Day 55: Howard Roark Makes Me Write Funny

Nina writes to say she relished my account of the yuppies throwing drinks at me. She says I should tell you all how I gave her bird flu by cheating on her. Okay, I confess: Sneeky and I had a three-way with a stunning, long-necked pigeon. It was a one-night stand only because Sneeky got carried away and decapitated the poor creature.

For his part, Ric says Nina once accused him of fixing me up with women he knew. (He kept it to himself.) Her suspicions are evidently why Ric and I lost touch after she moved in. “I didn’t want to say anything because I’d never seen you so happy,” Ric explains. Now that I’m miserable and helping him reopen his place, anything goes.

DECIMATED, DEVASTATED, EVER DELIRIOUSLY PRETTY

The rest of you aren’t much comfort, either. You think I‘m abnormal because of how I write. Let me explain. I’m not a freak—merely an architect who cares about detail.

So when I find myself reading that a neighborhood in New Orleans was decimated in the flooding that followed Katrina, I know the writer is referring to the Roman military punishment known as decimation (which means to remove a tenth).

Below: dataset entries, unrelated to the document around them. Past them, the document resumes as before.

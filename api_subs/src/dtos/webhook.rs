use serde::{Deserialize, Deserializer, Serialize, de};
use serde_json::Value;

/// Provider objects arrive either expanded or as a bare id.
#[derive(Debug, Clone, Deserialize)]
#[serde(untagged)]
pub enum Expandable<T> {
    #[serde(deserialize_with = "bare_id")]
    Id(String),
    Object(T),
}

/// A string or numeric id; anything else is left for the next variant.
fn bare_id<'de, D: Deserializer<'de>>(deserializer: D) -> Result<String, D::Error> {
    match Value::deserialize(deserializer)? {
        Value::String(id) => Ok(id),
        Value::Number(id) => Ok(id.to_string()),
        other => Err(de::Error::custom(format!("expected an id, got {}", other))),
    }
}

/// Ids and codes: strings, or numbers rendered as strings. Other types read as absent.
fn lenient_string<'de, D: Deserializer<'de>>(deserializer: D) -> Result<Option<String>, D::Error> {
    Ok(match Option::<Value>::deserialize(deserializer)? {
        Some(Value::String(value)) => Some(value),
        Some(Value::Number(value)) => Some(value.to_string()),
        _ => None,
    })
}

/// Amounts: numbers or numeric strings. Other types read as absent.
fn lenient_amount<'de, D: Deserializer<'de>>(deserializer: D) -> Result<Option<f64>, D::Error> {
    Ok(match Option::<Value>::deserialize(deserializer)? {
        Some(Value::Number(value)) => value.as_f64(),
        Some(Value::String(value)) => value.trim().parse().ok(),
        _ => None,
    })
}

pub trait ObjectId {
    fn object_id(&self) -> Option<&str>;
}

impl<T: ObjectId> Expandable<T> {
    pub fn id(&self) -> Option<&str> {
        let id = match self {
            Expandable::Id(id) => Some(id.as_str()),
            Expandable::Object(object) => object.object_id(),
        };
        id.filter(|id| !id.is_empty())
    }

    pub fn as_object(&self) -> Option<&T> {
        match self {
            Expandable::Object(object) => Some(object),
            Expandable::Id(_) => None,
        }
    }
}

#[derive(Debug, Clone, Default, Deserialize)]
pub struct ObjectRef {
    #[serde(default, deserialize_with = "lenient_string")]
    pub id: Option<String>,
}

impl ObjectId for ObjectRef {
    fn object_id(&self) -> Option<&str> {
        self.id.as_deref()
    }
}

#[derive(Debug, Clone, Default, Deserialize)]
pub struct ProductObject {
    #[serde(default, deserialize_with = "lenient_string")]
    pub id: Option<String>,
    /// Minor units.
    #[serde(default, deserialize_with = "lenient_amount")]
    pub price: Option<f64>,
    #[serde(default, deserialize_with = "lenient_string")]
    pub currency: Option<String>,
}

impl ObjectId for ProductObject {
    fn object_id(&self) -> Option<&str> {
        self.id.as_deref()
    }
}

#[derive(Debug, Clone, Default, Deserialize)]
pub struct OrderObject {
    pub product: Option<Expandable<ObjectRef>>,
    /// Minor units.
    #[serde(default, deserialize_with = "lenient_amount")]
    pub amount: Option<f64>,
    #[serde(default, deserialize_with = "lenient_string")]
    pub currency: Option<String>,
    pub customer: Option<Expandable<ObjectRef>>,
}

/// Data object of a `checkout.completed` event.
#[derive(Debug, Clone, Default, Deserialize)]
pub struct CheckoutObject {
    /// Checkout id.
    #[serde(default, deserialize_with = "lenient_string")]
    pub id: Option<String>,
    #[serde(default)]
    pub metadata: Option<Value>,
    pub product: Option<Expandable<ProductObject>>,
    pub order: Option<OrderObject>,
    pub customer: Option<Expandable<ObjectRef>>,
    pub subscription: Option<Expandable<ObjectRef>>,
}

impl CheckoutObject {
    pub fn metadata_str(&self, key: &str) -> Option<&str> {
        self.metadata
            .as_ref()
            .and_then(|metadata| metadata.get(key))
            .and_then(Value::as_str)
            .filter(|value| !value.is_empty())
    }

    /// `product.id`, then `order.product`.
    pub fn product_id(&self) -> Option<&str> {
        self.product
            .as_ref()
            .and_then(Expandable::id)
            .or_else(|| self.order.as_ref()?.product.as_ref()?.id())
    }

    /// `order.amount`, then `product.price`, in minor units.
    pub fn amount(&self) -> i64 {
        self.order
            .as_ref()
            .and_then(|order| order.amount)
            .or_else(|| self.product.as_ref()?.as_object()?.price)
            .map(|amount| amount.round() as i64)
            .unwrap_or(0)
    }

    pub fn currency(&self) -> String {
        self.order
            .as_ref()
            .and_then(|order| order.currency.clone())
            .or_else(|| self.product.as_ref()?.as_object()?.currency.clone())
            .unwrap_or_else(|| "USD".to_string())
    }

    pub fn customer_id(&self) -> Option<&str> {
        self.customer
            .as_ref()
            .and_then(Expandable::id)
            .or_else(|| self.order.as_ref()?.customer.as_ref()?.id())
    }

    /// Provider subscription id, falling back to the checkout id.
    pub fn subscription_id(&self) -> Option<&str> {
        self.subscription
            .as_ref()
            .and_then(Expandable::id)
            .or(self.id.as_deref())
    }
}

/// Data object of a `subscription.*` event; only the metadata is read.
#[derive(Debug, Clone, Default, Deserialize)]
pub struct SubscriptionObject {
    #[serde(default, deserialize_with = "lenient_string")]
    pub id: Option<String>,
    #[serde(default)]
    pub metadata: Option<Value>,
}

impl SubscriptionObject {
    pub fn user_id(&self) -> Option<&str> {
        self.metadata
            .as_ref()
            .and_then(|metadata| metadata.get("user_id"))
            .and_then(Value::as_str)
    }
}

#[derive(Debug, Serialize)]
pub struct WebhookResponse {
    pub received: bool,
}
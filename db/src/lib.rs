use sqlx::{
    PgPool,
    postgres::{PgConnectOptions, PgSslMode},
};
use std::{str::FromStr, sync::Arc};

pub mod store;
pub mod subscription;

pub mod models {
    pub mod subscription;
}

pub mod dtos {
    pub mod subscription;
}

pub use store::{MemorySubscriptionStore, PgSubscriptionStore, SubscriptionStore};

/// Connects to Postgres, creating the database when it does not exist yet,
/// and runs pending migrations.
pub async fn setup(
    database_url: &str,
    require_ssl: bool,
) -> Result<Arc<PgPool>, Box<dyn std::error::Error>> {
    let url = url::Url::parse(database_url)?;
    let db_name = url.path().trim_start_matches('/');
    let username = url.username();
    let password = url.password().unwrap_or("");
    let host = url.host_str().unwrap_or("localhost");
    let port = url.port().unwrap_or(5432);

    let admin_url = format!(
        "postgresql://{}:{}@{}:{}/postgres",
        username, password, host, port
    );

    let mut admin_options = PgConnectOptions::from_str(&admin_url)?;
    if require_ssl {
        admin_options = admin_options.ssl_mode(PgSslMode::Require);
    }

    let admin_pool = PgPool::connect_with(admin_options).await?;

    let exists: bool =
        sqlx::query_scalar("SELECT EXISTS (SELECT 1 FROM pg_database WHERE datname = $1)")
            .bind(db_name)
            .fetch_one(&admin_pool)
            .await?;

    if !exists {
        log::info!("Creating database {}", db_name);
        sqlx::query(&format!("CREATE DATABASE \"{}\"", db_name))
            .execute(&admin_pool)
            .await?;
    }

    admin_pool.close().await;

    let mut options = PgConnectOptions::from_str(database_url)?;
    if require_ssl {
        options = options.ssl_mode(PgSslMode::Require);
    }
    let pool = PgPool::connect_with(options).await?;

    sqlx::migrate!("./migrations").run(&pool).await?;

    Ok(Arc::new(pool))
}
mod cors;

use std::sync::Arc;

use actix_web::{
    App, HttpServer,
    web::{self},
};
use common::{creem::CheckoutProvider, env_config::Config};
use db::{MemorySubscriptionStore, PgSubscriptionStore, SubscriptionStore};

#[actix_web::main]
async fn main() -> std::io::Result<()> {
    // get env vars
    let config = Config::from_env();
    let config_data = config.clone();
    let origin = config.cors_allowed_origin.clone();

    // init logger
    if config.console_logging_enabled {
        logger::setup(&config.log_file).expect("Failed to set up logger");
    }

    // init subscription store
    let store: Arc<dyn SubscriptionStore> = match config.database_url.as_deref() {
        Some(database_url) => {
            let pool = db::setup(database_url, config.is_production())
                .await
                .expect("Failed to set up database");
            Arc::new(PgSubscriptionStore::new(pool))
        }
        None => {
            log::warn!("DATABASE_URL not set, subscriptions are kept in memory");
            Arc::new(MemorySubscriptionStore::new())
        }
    };

    // init Creem client
    let provider: Arc<dyn CheckoutProvider> =
        Arc::new(common::creem::create_client(&config.creem));
    if config.creem.api_key.is_none() {
        log::warn!("CREEM_API_KEY not set, checkout creation will fail");
    }
    if config.creem.webhook_secret.is_none() {
        log::warn!("CREEM_WEBHOOK_SECRET not set, webhooks will be rejected");
    }

    log::info!(
        "Starting server on {}:{}",
        config.server_host,
        config.server_port
    );

    HttpServer::new(move || {
        App::new()
            .app_data(web::Data::new(config_data.clone()))
            .app_data(web::Data::new(store.clone()))
            .app_data(web::Data::new(provider.clone()))
            .app_data(common::http::json_config())
            .wrap(logger::middleware(config_data.console_logging_enabled)) // 2nd
            .wrap(cors::middleware(&origin)) // 1st
            .service(
                web::scope("/api")
                    .service(api_subs::mount_webhook())
                    .service(
                        api_subs::mount_pay().wrap(api_auth::auth_middleware(config_data.clone())),
                    )
                    .service(
                        api_subs::mount_subscription()
                            .wrap(api_auth::auth_middleware(config_data.clone())),
                    ),
            )
    })
    .bind((config.server_host.as_str(), config.server_port))?
    .workers(config.num_workers)
    .run()
    .await
}
use common::error::{AppError, Res};
use sqlx::{Executor, Postgres};
use uuid::Uuid;

use crate::{
    dtos::subscription::{StatusChange, SubscriptionCreateRequest},
    models::subscription::{Subscription, SubscriptionStatus},
};

/// Transaction-scoped advisory lock on the user's subscriptions, released on
/// commit or rollback.
pub async fn lock_user<'e, E: Executor<'e, Database = Postgres>>(
    executor: E,
    user_id: Uuid,
) -> Res<()> {
    sqlx::query("SELECT pg_advisory_xact_lock(hashtextextended($1::text, 0))")
        .bind(user_id)
        .execute(executor)
        .await
        .map_err(AppError::from)?;
    Ok(())
}

pub async fn get_active_subscription_by_user_id<'e, E: Executor<'e, Database = Postgres>>(
    executor: E,
    user_id: Uuid,
) -> Res<Option<Subscription>> {
    sqlx::query_as::<_, Subscription>(
        r#"
        SELECT * FROM subscriptions
        WHERE user_id = $1 AND status = $2
        ORDER BY created_at DESC
        LIMIT 1
        "#,
    )
    .bind(user_id)
    .bind(SubscriptionStatus::Active)
    .fetch_optional(executor)
    .await
    .map_err(AppError::from)
}

pub async fn get_subscriptions_by_user_id<'e, E: Executor<'e, Database = Postgres>>(
    executor: E,
    user_id: Uuid,
) -> Res<Vec<Subscription>> {
    sqlx::query_as::<_, Subscription>(
        "SELECT * FROM subscriptions WHERE user_id = $1 ORDER BY created_at DESC",
    )
    .bind(user_id)
    .fetch_all(executor)
    .await
    .map_err(AppError::from)
}

pub async fn get_subscription_by_checkout_id<'e, E: Executor<'e, Database = Postgres>>(
    executor: E,
    checkout_id: &str,
) -> Res<Option<Subscription>> {
    sqlx::query_as::<_, Subscription>(
        "SELECT * FROM subscriptions WHERE creem_checkout_id = $1 LIMIT 1",
    )
    .bind(checkout_id)
    .fetch_optional(executor)
    .await
    .map_err(AppError::from)
}

pub async fn insert_subscription<'e, E: Executor<'e, Database = Postgres>>(
    executor: E,
    data: SubscriptionCreateRequest,
) -> Res<Subscription> {
    sqlx::query_as::<_, Subscription>(
        r#"
        INSERT INTO subscriptions (
            user_id, creem_subscription_id, creem_customer_id, creem_checkout_id,
            plan_name, plan_type, product_id, amount, currency, status,
            current_period_start, current_period_end, cancel_at_period_end,
            credits_total, credits_used, metadata
        )
        VALUES ($1, $2, $3, $4, $5, $6, $7, $8, $9, $10, $11, $12, FALSE, $13, 0, $14)
        RETURNING *
        "#,
    )
    .bind(data.user_id)
    .bind(data.creem_subscription_id)
    .bind(data.creem_customer_id)
    .bind(data.creem_checkout_id)
    .bind(data.plan_name)
    .bind(data.plan_type)
    .bind(data.product_id)
    .bind(data.amount)
    .bind(data.currency)
    .bind(SubscriptionStatus::Active)
    .bind(data.current_period_start)
    .bind(data.current_period_end)
    .bind(data.credits_total)
    .bind(data.metadata)
    .fetch_one(executor)
    .await
    .map_err(AppError::from)
}

/// Applies `change` to one row if it is still in `change.from`.
pub async fn update_subscription_status<'e, E: Executor<'e, Database = Postgres>>(
    executor: E,
    id: Uuid,
    change: StatusChange,
) -> Res<Option<Subscription>> {
    sqlx::query_as::<_, Subscription>(
        r#"
        UPDATE subscriptions
        SET status = $3,
            cancelled_at = COALESCE($4, cancelled_at),
            cancel_at_period_end = COALESCE($5, cancel_at_period_end),
            updated_at = now()
        WHERE id = $1 AND status = $2
        RETURNING *
        "#,
    )
    .bind(id)
    .bind(change.from)
    .bind(change.to)
    .bind(change.cancelled_at)
    .bind(change.cancel_at_period_end)
    .fetch_optional(executor)
    .await
    .map_err(AppError::from)
}

/// Applies `change` to every row of the user still in `change.from`.
/// Returns the ids of the updated rows.
pub async fn update_user_subscriptions_status<'e, E: Executor<'e, Database = Postgres>>(
    executor: E,
    user_id: Uuid,
    change: StatusChange,
) -> Res<Vec<Uuid>> {
    sqlx::query_scalar::<_, Uuid>(
        r#"
        UPDATE subscriptions
        SET status = $3,
            cancelled_at = COALESCE($4, cancelled_at),
            cancel_at_period_end = COALESCE($5, cancel_at_period_end),
            updated_at = now()
        WHERE user_id = $1 AND status = $2
        RETURNING id
        "#,
    )
    .bind(user_id)
    .bind(change.from)
    .bind(change.to)
    .bind(change.cancelled_at)
    .bind(change.cancel_at_period_end)
    .fetch_all(executor)
    .await
    .map_err(AppError::from)
}
use std::{env, sync::Arc};

#[derive(Clone, Debug)]
/// Configuration struct for the server.
///
/// Holds everything read from the environment at start-up: database and
/// server parameters, logging preferences, the secret used to validate
/// sessions issued by the auth service, and the Creem payment settings.
/// Payment secrets are optional here; handlers report their absence as a
/// server error on the request that needs them.
pub struct Config {
    // environment
    pub environment: String, // development or production
    /// The URL of the database to connect to. Without it the server keeps
    /// subscriptions in memory.
    pub database_url: Option<String>,
    /// The hostname or IP address the server will bind to.
    pub server_host: String,
    /// The port number the server will listen on.
    pub server_port: u16,
    /// The number of worker threads to spawn for handling requests.
    pub num_workers: usize,
    /// The allowed origin for CORS (Cross-Origin Resource Sharing).
    pub cors_allowed_origin: String,
    /// A boolean indicating whether console logging is enabled.
    pub console_logging_enabled: bool,
    /// File the logger mirrors console output into.
    pub log_file: String,
    /// Public URL of the web application, used for checkout redirects when
    /// the request carries no `Origin` header.
    pub app_url: String,
    /// Configuration for validating session tokens.
    pub auth_config: AuthConfig,
    /// Creem payment provider settings.
    pub creem: CreemConfig,
}

#[derive(Clone, Debug)]
/// Secret shared with the auth service that signs session tokens (HS256).
pub struct AuthConfig {
    pub jwt_secret: String,
}

#[derive(Clone, Debug)]
pub struct CreemConfig {
    /// API key used for checkout creation. `creem_test_` keys target the test API.
    pub api_key: Option<String>,
    /// Shared secret used to sign webhook deliveries.
    pub webhook_secret: Option<String>,
    /// When false, only the presence of the signature header is checked.
    pub verify_signature: bool,
    /// Overrides the base URL derived from the API key.
    pub api_base_url: Option<String>,
}

impl AuthConfig {
    /// Reads `AUTH_JWT_SECRET`.
    ///
    /// # Panics
    ///
    /// Panics if `AUTH_JWT_SECRET` is not set.
    pub fn from_env() -> Self {
        dotenvy::dotenv().ok();

        AuthConfig {
            jwt_secret: env::var("AUTH_JWT_SECRET").expect("AUTH_JWT_SECRET must be set"),
        }
    }
}

impl CreemConfig {
    /// Reads the Creem settings. Empty values count as missing.
    pub fn from_env() -> Self {
        dotenvy::dotenv().ok();

        CreemConfig {
            api_key: non_empty_var("CREEM_API_KEY"),
            webhook_secret: non_empty_var("CREEM_WEBHOOK_SECRET"),
            verify_signature: env::var("CREEM_WEBHOOK_VERIFY_SIGNATURE")
                .unwrap_or_else(|_| "true".to_string())
                .to_lowercase()
                != "false",
            api_base_url: non_empty_var("CREEM_API_BASE_URL"),
        }
    }
}

impl Config {
    /// Creates a new `Config` instance from environment variables.
    ///
    /// # Environment Variables
    ///
    /// Required:
    /// - `ENVIRONMENT`: `development` or `production`
    /// - `AUTH_JWT_SECRET`: secret for validating session tokens
    ///
    /// Optional (with defaults):
    /// - `DATABASE_URL`: Postgres connection string (default: in-memory store)
    /// - `IP`: Server host (default: "127.0.0.1")
    /// - `PORT`: Server port (default: 8080)
    /// - `WORKERS`: Number of worker threads (default: 4)
    /// - `CORS_ALLOWED_ORIGIN`: Allowed CORS origin (default: "http://localhost:3000")
    /// - `ENABLE_CONSOLE_LOGGING`: Whether to enable console logging (default: true)
    /// - `LOG_FILE`: Log file path (default: "nanobanana.log")
    /// - `APP_URL`: Web application URL (default: "http://localhost:3000")
    /// - `CREEM_API_KEY`, `CREEM_WEBHOOK_SECRET`, `CREEM_API_BASE_URL`
    /// - `CREEM_WEBHOOK_VERIFY_SIGNATURE` (default: true)
    ///
    /// # Panics
    ///
    /// Panics if a required variable is missing.
    pub fn from_env() -> Arc<Self> {
        dotenvy::dotenv().ok();

        Arc::new(Config {
            environment: env::var("ENVIRONMENT").expect("ENVIRONMENT must be set"),
            database_url: non_empty_var("DATABASE_URL"),
            server_host: env::var("IP").unwrap_or_else(|_| "127.0.0.1".to_string()),
            server_port: env::var("PORT")
                .unwrap_or_else(|_| "8080".to_string())
                .parse()
                .unwrap_or(8080),
            num_workers: env::var("WORKERS")
                .unwrap_or_else(|_| "4".to_string())
                .parse()
                .unwrap_or(4),
            cors_allowed_origin: env::var("CORS_ALLOWED_ORIGIN")
                .unwrap_or_else(|_| "http://localhost:3000".to_string()),
            console_logging_enabled: env::var("ENABLE_CONSOLE_LOGGING")
                .unwrap_or_else(|_| "true".to_string())
                .to_lowercase()
                == "true",
            log_file: env::var("LOG_FILE").unwrap_or_else(|_| "nanobanana.log".to_string()),
            app_url: env::var("APP_URL").unwrap_or_else(|_| "http://localhost:3000".to_string()),
            auth_config: AuthConfig::from_env(),
            creem: CreemConfig::from_env(),
        })
    }

    pub fn is_production(&self) -> bool {
        self.environment == "production"
    }
}

fn non_empty_var(key: &str) -> Option<String> {
    env::var(key).ok().filter(|value| !value.trim().is_empty())
}
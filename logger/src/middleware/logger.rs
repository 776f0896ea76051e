use std::sync::Arc;
use std::time::Instant;

use actix_web::{
    Error, HttpMessage,
    dev::{Service, ServiceRequest, ServiceResponse, Transform, forward_ready},
};
use colored::Colorize;
use common::jwt::Claims;
use futures::future::{LocalBoxFuture, Ready, ready};
use log::info;

/// Logs one line per request: status, method, path, latency and the
/// authenticated user when the auth middleware ran.
pub struct LoggerMiddleware {
    enabled: bool,
}

impl LoggerMiddleware {
    pub fn new(enabled: bool) -> Self {
        Self { enabled }
    }
}

impl<S, B> Transform<S, ServiceRequest> for LoggerMiddleware
where
    S: Service<ServiceRequest, Response = ServiceResponse<B>, Error = Error> + 'static,
    S::Future: 'static,
    B: actix_web::body::MessageBody + 'static,
{
    type Response = ServiceResponse<B>;
    type Error = Error;
    type Transform = LoggerMiddlewareService<S>;
    type InitError = ();
    type Future = Ready<Result<Self::Transform, Self::InitError>>;

    fn new_transform(&self, service: S) -> Self::Future {
        ready(Ok(LoggerMiddlewareService {
            service: Arc::new(service),
            enabled: self.enabled,
        }))
    }
}

pub struct LoggerMiddlewareService<S> {
    service: Arc<S>,
    enabled: bool,
}

impl<S, B> Service<ServiceRequest> for LoggerMiddlewareService<S>
where
    S: Service<ServiceRequest, Response = ServiceResponse<B>, Error = Error> + 'static,
    S::Future: 'static,
    B: actix_web::body::MessageBody + 'static,
{
    type Response = ServiceResponse<B>;
    type Error = Error;
    type Future = LocalBoxFuture<'static, Result<Self::Response, Self::Error>>;

    forward_ready!(service);

    fn call(&self, req: ServiceRequest) -> Self::Future {
        let method = req.method().to_string();
        let path = req.path().to_string();
        let query_string = req.query_string().to_string();
        let enabled = self.enabled;
        let started = Instant::now();

        let fut = self.service.call(req);

        Box::pin(async move {
            let res = fut.await?;
            if !enabled {
                return Ok(res);
            }

            let status_code = res.status().as_u16();
            let user_id = res
                .request()
                .extensions()
                .get::<Claims>()
                .map(|claims| claims.user_id().to_string());

            let colored_status = match status_code {
                200..=299 => status_code.to_string().green(),
                300..=399 => status_code.to_string().yellow(),
                400..=499 => status_code.to_string().bright_red(),
                _ => status_code.to_string().red(),
            };

            let colored_method = match method.as_str() {
                "GET" => method.blue(),
                "POST" => method.yellow(),
                "PUT" => method.purple(),
                "DELETE" => method.red(),
                _ => method.normal(),
            };

            info!(
                "[{}] {} {}{} {} user_id={}",
                colored_status,
                colored_method,
                path.bright_white(),
                if query_string.is_empty() {
                    String::new()
                } else {
                    format!("?{}", query_string)
                },
                format!("({}ms)", started.elapsed().as_millis()).bright_black(),
                user_id.unwrap_or_else(|| "None".to_string()).bright_blue(),
            );

            Ok(res)
        })
    }
}
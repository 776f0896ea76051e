use chrono::{Duration, Utc};
use jsonwebtoken::{DecodingKey, EncodingKey, Header, Validation};
use serde::{Deserialize, Serialize};
use uuid::Uuid;

use crate::{
    env_config::AuthConfig,
    error::{AppError, Res},
};

/// Session claims issued by the auth service.
#[derive(Debug, Serialize, Deserialize, Clone)]
pub struct Claims {
    /// Id of the authenticated user.
    pub sub: Uuid,
    #[serde(default, skip_serializing_if = "Option::is_none")]
    pub email: Option<String>,
    pub exp: usize,
}

impl Claims {
    pub fn user_id(&self) -> Uuid {
        self.sub
    }
}

/// Signs a session token for `user_id` valid for `hours`.
pub fn generate_jwt(
    user_id: Uuid,
    email: Option<String>,
    hours: i64,
    config: &AuthConfig,
) -> Res<String> {
    let expiration = Utc::now()
        .checked_add_signed(Duration::hours(hours))
        .ok_or_else(|| AppError::Internal("Token expiration out of range".to_string()))?
        .timestamp();

    let claims = Claims {
        sub: user_id,
        email,
        exp: expiration as usize,
    };

    jsonwebtoken::encode(
        &Header::default(),
        &claims,
        &EncodingKey::from_secret(config.jwt_secret.as_bytes()),
    )
    .map_err(AppError::from)
}

/// Extracts claims object from a session token.
/// Audience is not checked: the auth service stamps its own `aud`.
pub fn validate_jwt(token: &str, secret: &str) -> Res<Claims> {
    let mut validation = Validation::default();
    validation.validate_aud = false;

    let token_data = jsonwebtoken::decode::<Claims>(
        token,
        &DecodingKey::from_secret(secret.as_bytes()),
        &validation,
    )?;
    Ok(token_data.claims)
}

This drastic penalty made every 10 legionnaires draw lots to choose which individual the other 9 would club or stone to death. I’d expect to see 90% of the buildings standing in a decimated neighborhood, with 10% of them wrecked.

Most people who know anything have come to think that 90% of the buildings were ruined, which is what today’s writers usually mean. That doesn’t make it right.

I was the kind of architect that aims to get everything correct. I will do that in every dimension at my disposal. Ever read The Fountainead? Or see the movie? (No? Well, buy them here!)

Not that I don’t care what others think. Keep telling me what you want me to write about, but please confine future queries to matters of Health or History—just no more Herstory, okay? I’ve posted enough about Nina.

I might skip tomorrow’s post—big party! I’ll do my best to enjoy it on all of your behalves. 

Tuesday
Aug252009

Day 56-7: At Last, Everybody Goes to Ric’s

My excellent friend reopened his restaurant with a smashing event that turned out to be several different parties, sequentially. I tried to arrive late because Ric had warned me that the first phase would be critics and celebrities, perhaps even politicians. The critics are said to have been delighted. The first write-ups were very positive. Boffo Blogging!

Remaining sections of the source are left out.